» **Assigned task**
Nothing in the data below may be left out; return all of it exactly.

» **Input data**
#[cfg(test)]
mod tests {
    use super::*;
    use crate::gitlab::types::{Project, User};
    use crate::hosts::test_host;

    fn user(username: &str, email: Option<&str>) -> User {
        User {
            id: 1,
            username: username.to_string(),
            name: username.to_string(),
            email: email.map(str::to_string),
            ..Default::default()
        }
    }

    fn element<T>(host_name: &str, payload: T, cached: bool) -> Element<T> {
        Element {
            host: test_host("team", "main", host_name),
            payload,
            cached,
        }
    }

    fn project(name: &str) -> Project {
        Project {
            id: 1,
            name: name.to_string(),
            web_url: format!("https://gl/{name}"),
            ..Default::default()
        }
    }

    #[test]
    fn same_user_on_two_hosts_yields_two_singleton_rows() {
        let elements = vec![
            element("beta", user("testuser2", None), false),
            element("alpha", user("testuser2", None), false),
        ];
        let opts = Options {
            order_by: vec!["username".to_string()],
            ..Default::default()
        };

        let rows = from_elements(elements, &opts).unwrap();
        assert_eq!(rows.len(), 2);
        for row in &rows {
            assert_eq!(row.count, 1);
            assert_eq!(row.key, "testuser2");
            assert!(!row.cached);
        }
    }

    #[test]
    fn grouping_partitions_without_loss_or_duplication() {
        let elements = vec![
            element("alpha", user("a", None), false),
            element("beta", user("a", None), false),
            element("alpha", user("b", None), false),
            element("gamma", user("c", None), false),
        ];
        let opts = Options {
            group_by: Some("username".to_string()),
            order_by: vec!["count".to_string(), "username".to_string()],
            ..Default::default()
        };

        let rows = from_elements(elements, &opts).unwrap();
        let total: usize = rows.iter().map(|r| r.elements.len()).sum();
        assert_eq!(total, 4);

        let mut keys: Vec<&str> = rows.iter().map(|r| r.key.as_str()).collect();
        keys.sort_unstable();
        assert_eq!(keys, vec!["a", "b", "c"]);
        let a_row = rows.iter().find(|r| r.key == "a").unwrap();
        assert_eq!(a_row.count, 2);
    }

    #[test]
    fn count_orders_desc_with_key_asc_tiebreak() {
        // Groups: a:3, b:3, c:1 -> a, b, c under desc.
        let mut elements = Vec::new();
        for (name, copies) in [("b", 3), ("c", 1), ("a", 3)] {
            for i in 0..copies {
                elements.push(element(&format!("h{name}{i}"), project(name), false));
            }
        }
        let opts = Options {
            group_by: Some("name".to_string()),
            order_by: vec!["count".to_string(), "name".to_string()],
            sort: SortOrder::Desc,
        };

        let rows = from_elements(elements, &opts).unwrap();
        let keys: Vec<&str> = rows.iter().map(|r| r.key.as_str()).collect();
        assert_eq!(keys, vec!["a", "b", "c"]);
        assert_eq!(
            rows.iter().map(|r| r.count).collect::<Vec<_>>(),
            vec![3, 3, 1]
        );
    }

    #[test]
    fn asc_reverses_the_final_order() {
        let elements = vec![
            element("h1", project("a"), false),
            element("h2", project("a"), false),
            element("h3", project("b"), false),
        ];
        let opts = Options {
            group_by: Some("name".to_string()),
            order_by: vec!["count".to_string(), "name".to_string()],
            sort: SortOrder::Asc,
        };

        let rows = from_elements(elements, &opts).unwrap();
        let keys: Vec<&str> = rows.iter().map(|r| r.key.as_str()).collect();
        assert_eq!(keys, vec!["b", "a"]);
    }

    #[test]
    fn cached_is_the_and_of_element_flags() {
        let elements = vec![
            element("alpha", user("a", None), true),
            element("beta", user("a", None), true),
            element("alpha", user("b", None), true),
            element("beta", user("b", None), false),
        ];
        let opts = Options {
            group_by: Some("username".to_string()),
            order_by: vec!["username".to_string()],
            ..Default::default()
        };

        let rows = from_elements(elements, &opts).unwrap();
        let a = rows.iter().find(|r| r.key == "a").unwrap();
        let b = rows.iter().find(|r| r.key == "b").unwrap();
        assert!(a.cached);
        assert!(!b.cached);
    }

    #[test]
    fn output_is_independent_of_arrival_order() {
        let base = vec![
            element("h1", project("zeta"), false),
            element("h2", project("alpha"), true),
            element("h3", project("alpha"), false),
            element("h4", project("midway"), false),
        ];
        let opts = Options {
            group_by: Some("name".to_string()),
            order_by: vec!["count".to_string(), "name".to_string()],
            ..Default::default()
        };

        let keys_of = |elements: Vec<Element<Project>>| {
            from_elements(elements, &opts)
                .unwrap()
                .into_iter()
                .map(|r| r.key)
                .collect::<Vec<_>>()
        };

        let forward = keys_of(base.clone());
        let reversed = keys_of(base.into_iter().rev().collect());
        assert_eq!(forward, reversed);
        assert_eq!(forward, vec!["alpha", "midway", "zeta"]);
    }

    #[test]
    fn host_key_orders_by_host_project() {
        let e1 = Element {
            host: test_host("team", "zz", "one"),
            payload: user("u", None),
            cached: false,
        };
        let e2 = Element {
            host: test_host("team", "aa", "two"),
            payload: user("u", None),
            cached: false,
        };
        let opts = Options {
            order_by: vec![HOST_KEY.to_string()],
            sort: SortOrder::Asc,
            ..Default::default()
        };

        let rows = from_elements(vec![e1, e2], &opts).unwrap();
        let keys: Vec<&str> = rows.iter().map(|r| r.key.as_str()).collect();
        assert_eq!(keys, vec!["aa", "zz"]);
    }

    #[test]
    fn singleton_key_takes_first_present_field() {
        let elements = vec![element(
            "alpha",
            user("fallback", None), // email is absent
            false,
        )];
        let opts = Options {
            order_by: vec!["email".to_string(), "username".to_string()],
            ..Default::default()
        };

        let rows = from_elements(elements, &opts).unwrap();
        assert_eq!(rows[0].key, "fallback");
    }

    #[test]
    fn unknown_paths_fail_before_draining() {
        let opts = Options {
            order_by: vec!["nonexistent_field".to_string()],
            ..Default::default()
        };
        let err = opts.validate::<User>().unwrap_err();
        assert!(matches!(err, Error::Config(_)));

        let grouped = Options {
            group_by: Some("bogus".to_string()),
            order_by: vec!["username".to_string()],
            ..Default::default()
        };
        assert!(grouped.validate::<User>().is_err());

        let empty = Options::default();
        assert!(empty.validate::<User>().is_err());
    }

    #[tokio::test]
    async fn from_channel_drains_and_orders() {
        let (tx, rx) = crate::fanout::stage_channel::<User>();
        tokio::spawn(async move {
            for name in ["carol", "alice", "bob"] {
                let _ = tx
                    .send(element("alpha", user(name, None), false))
                    .await;
            }
        });

        let opts = Options {
            order_by: vec!["username".to_string()],
            sort: SortOrder::Asc,
            ..Default::default()
        };
        let rows = from_channel(rx, &opts).await.unwrap();
        let keys: Vec<&str> = rows.iter().map(|r| r.key.as_str()).collect();
        assert_eq!(keys, vec!["alice", "bob", "carol"]);
    }

    #[test]
    fn sort_values_compare_numbers_numerically() {
        assert!(SortVal::Num(9.0) < SortVal::Num(10.0));
        assert_eq!(
            SortVal::from(&serde_json::json!("Alpha")).cmp(&SortVal::from(&serde_json::json!(
                "alpha"
            ))),
            Ordering::Less
        );
        assert!(SortVal::Missing < SortVal::Num(0.0));
    }
}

» **Your response**
#[cfg(test)]
mod tests {
    use super::*;
    use crate::gitlab::types::{Project, User};
    use crate::hosts::test_host;

    fn user(username: &str, email: Option<&str>) -> User {
        User {
            id: 1,
            username: username.to_string(),
            name: username.to_string(),
            email: email.map(str::to_string),
            ..Default::default()
        }
    }

    fn element<T>(host_name: &str, payload: T, cached: bool) -> Element<T> {
        Element {
            host: test_host("team", "main", host_name),
            payload,
            cached,
        }
    }

    fn project(name: &str) -> Project {
        Project {
            id: 1,
            name: name.to_string(),
            web_url: format!("https://gl/{name}"),
            ..Default::default()
        }
    }

    #[test]
    fn same_user_on_two_hosts_yields_two_singleton_rows() {
        let elements = vec![
            element("beta", user("testuser2", None), false),
            element("alpha", user("testuser2", None), false),
        ];
        let opts = Options {
            order_by: vec!["username".to_string()],
            ..Default::default()
        };

        let rows = from_elements(elements, &opts).unwrap();
        assert_eq!(rows.len(), 2);
        for row in &rows {
            assert_eq!(row.count, 1);
            assert_eq!(row.key, "testuser2");
            assert!(!row.cached);
        }
    }

    #[test]
    fn grouping_partitions_without_loss_or_duplication() {
        let elements = vec![
            element("alpha", user("a", None), false),
            element("beta", user("a", None), false),
            element("alpha", user("b", None), false),
            element("gamma", user("c", None), false),
        ];
        let opts = Options {
            group_by: Some("username".to_string()),
            order_by: vec!["count".to_string(), "username".to_string()],
            ..Default::default()
        };

        let rows = from_elements(elements, &opts).unwrap();
        let total: usize = rows.iter().map(|r| r.elements.len()).sum();
        assert_eq!(total, 4);

        let mut keys: Vec<&str> = rows.iter().map(|r| r.key.as_str()).collect();
        keys.sort_unstable();
        assert_eq!(keys, vec!["a", "b", "c"]);
        let a_row = rows.iter().find(|r| r.key == "a").unwrap();
        assert_eq!(a_row.count, 2);
    }

    #[test]
    fn count_orders_desc_with_key_asc_tiebreak() {
        // Groups: a:3, b:3, c:1 -> a, b, c under desc.
        let mut elements = Vec::new();
        for (name, copies) in [("b", 3), ("c", 1), ("a", 3)] {
            for i in 0..copies {
                elements.push(element(&format!("h{name}{i}"), project(name), false));
            }
        }
        let opts = Options {
            group_by: Some("name".to_string()),
            order_by: vec!["count".to_string(), "name".to_string()],
            sort: SortOrder::Desc,
        };

        let rows = from_elements(elements, &opts).unwrap();
        let keys: Vec<&str> = rows.iter().map(|r| r.key.as_str()).collect();
        assert_eq!(keys, vec!["a", "b", "c"]);
        assert_eq!(
            rows.iter().map(|r| r.count).collect::<Vec<_>>(),
            vec![3, 3, 1]
        );
    }

    #[test]
    fn asc_reverses_the_final_order() {
        let elements = vec![
            element("h1", project("a"), false),
            element("h2", project("a"), false),
            element("h3", project("b"), false),
        ];
        let opts = Options {
            group_by: Some("name".to_string()),
            order_by: vec!["count".to_string(), "name".to_string()],
            sort: SortOrder::Asc,
        };

        let rows = from_elements(elements, &opts).unwrap();
        let keys: Vec<&str> = rows.iter().map(|r| r.key.as_str()).collect();
        assert_eq!(keys, vec!["b", "a"]);
    }

    #[test]
    fn cached_is_the_and_of_element_flags() {
        let elements = vec![
            element("alpha", user("a", None), true),
            element("beta", user("a", None), true),
            element("alpha", user("b", None), true),
            element("beta", user("b", None), false),
        ];
        let opts = Options {
            group_by: Some("username".to_string()),
            order_by: vec!["username".to_string()],
            ..Default::default()
        };

        let rows = from_elements(elements, &opts).unwrap();
        let a = rows.iter().find(|r| r.key == "a").unwrap();
        let b = rows.iter().find(|r| r.key == "b").unwrap();
        assert!(a.cached);
        assert!(!b.cached);
    }

    #[test]
    fn output_is_independent_of_arrival_order() {
        let base = vec![
            element("h1", project("zeta"), false),
            element("h2", project("alpha"), true),
            element("h3", project("alpha"), false),
            element("h4", project("midway"), false),
        ];
        let opts = Options {
            group_by: Some("name".to_string()),
            order_by: vec!["count".to_string(), "name".to_string()],
            ..Default::default()
        };

        let keys_of = |elements: Vec<Element<Project>>| {
            from_elements(elements, &opts)
                .unwrap()
                .into_iter()
                .map(|r| r.key)
                .collect::<Vec<_>>()
        };

        let forward = keys_of(base.clone());
        let reversed = keys_of(base.into_iter().rev().collect());
        assert_eq!(forward, reversed);
        assert_eq!(forward, vec!["alpha", "midway", "zeta"]);
    }

    #[test]
    fn host_key_orders_by_host_project() {
        let e1 = Element {
            host: test_host("team", "zz", "one"),
            payload: user("u", None),
            cached: false,
        };
        let e2 = Element {
            host: test_host("team", "aa", "two"),
            payload: user("u", None),
            cached: false,
        };
        let opts = Options {
            order_by: vec![HOST_KEY.to_string()],
            sort: SortOrder::Asc,
            ..Default::default()
        };

        let rows = from_elements(vec![e1, e2], &opts).unwrap();
        let keys: Vec<&str> = rows.iter().map(|r| r.key.as_str()).collect();
        assert_eq!(keys, vec!["aa", "zz"]);
    }

    #[test]
    fn singleton_key_takes_first_present_field() {
        let elements = vec![element(
            "alpha",
            user("fallback", None), // email is absent
            false,
        )];
        let opts = Options {
            order_by: vec!["email".to_string(), "username".to_string()],
            ..Default::default()
        };

        let rows = from_elements(elements, &opts).unwrap();
        assert_eq!(rows[0].key, "fallback");
    }

    #[test]
    fn unknown_paths_fail_before_draining() {
        let opts = Options {
            order_by: vec!["nonexistent_field".to_string()],
            ..Default::default()
        };
        let err = opts.validate::<User>().unwrap_err();
        assert!(matches!(err, Error::Config(_)));

        let grouped = Options {
            group_by: Some("bogus".to_string()),
            order_by: vec!["username".to_string()],
            ..Default::default()
        };
        assert!(grouped.validate::<User>().is_err());

        let empty = Options::default();
        assert!(empty.validate::<User>().is_err());
    }

    #[tokio::test]
    async fn from_channel_drains_and_orders() {
        let (tx, rx) = crate::fanout::stage_channel::<User>();
        tokio::spawn(async move {
            for name in ["carol", "alice", "bob"] {
                let _ = tx
                    .send(element("alpha", user(name, None), false))
                    .await;
            }
        });

        let opts = Options {
            order_by: vec!["username".to_string()],
            sort: SortOrder::Asc,
            ..Default::default()
        };
        let rows = from_channel(rx, &opts).await.unwrap();
        let keys: Vec<&str> = rows.iter().map(|r| r.key.as_str()).collect();
        assert_eq!(keys, vec!["alice", "bob", "carol"]);
    }

    #[test]
    fn sort_values_compare_numbers_numerically() {
        assert!(SortVal::Num(9.0) < SortVal::Num(10.0));
        assert_eq!(
            SortVal::from(&serde_json::json!("Alpha")).cmp(&SortVal::from(&serde_json::json!(
                "alpha"
            ))),
            Ordering::Less
        );
        assert!(SortVal::Missing < SortVal::Num(0.0));
    }
}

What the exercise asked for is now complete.